The behaviour of Dictyostelium discoideum depends on nutrients(1). When sufficient food is present these amoebae exist in a unicellular state, but upon starvation they aggregate into a multicellular organism(2,3). This biology makes D. discoideum an ideal model for investigating how fundamental metabolism commands cell differentiation and function. Here we show that reactive oxygen species-generated as a consequence of nutrient limitation-lead to the sequestration of cysteine in the antioxidant glutathione. This sequestration limits the use of the sulfur atom of cysteine in processes that contribute to mitochondrial metabolism and cellular proliferation, such as protein translation and the activity of enzymes that contain an iron-sulfur cluster. The regulated sequestration of sulfur maintains D. discoideum in a nonproliferating state that paves the way for multicellular development. This mechanism of signalling through reactive oxygen species highlights oxygen and sulfur as simple signalling molecules that dictate cell fate in an early eukaryote, with implications for responses to nutrient fluctuations in multicellular eukaryotes.

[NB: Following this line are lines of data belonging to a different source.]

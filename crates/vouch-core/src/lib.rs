//! Core types and trait definitions for the vouch verification service.
//!
//! Everything transport-agnostic lives here: the domain model, the status
//! state machine, the store and provider traits, webhook parsing and
//! signature checks, and the engine that ties them together. This crate has
//! no HTTP or database dependencies; every other crate builds on it.

// Native `async fn` in traits; the advisory lint about `Send` bounds on the
// returned futures does not apply since the traits spell those bounds out.
#![allow(async_fn_in_trait)]

pub mod error;
pub mod provider;
pub mod session;
pub mod signature;
pub mod status;
pub mod store;
pub mod subject;
pub mod sync;
pub mod webhook;

pub use error::{Error, Result};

机译:dictyostelium discoideum的行为取决于营养素(1)。当存在足够的食物时,这些amoebae存在于单细胞状态下,但在饥饿后它们聚集成多细胞生物(2,3)。该生物学使D. Discoideum成为研究基本新陈代谢指挥细胞分化和功能的理想模型。在这里,我们表明,由于营养率限制导致的活性氧物种 - 导致抗氧化酸谷胱甘肽中的半胱氨酸的螯合。该隔离限制了半胱氨酸中的硫原子在有助于线粒体代谢和细胞增殖的方法中,例如蛋白翻译和含有铁硫簇的酶活性。硫的调节螯合在铺平多细胞发育方式的不溶解状态下保持D. DiveoIDEUM。通过反应性氧物质的这种信号机理突出了​​氧气和硫作为在早期真核生物中规定细胞命运的简单信号传导分子,其意义用于对多细胞真核生物中的营养波动进行反应。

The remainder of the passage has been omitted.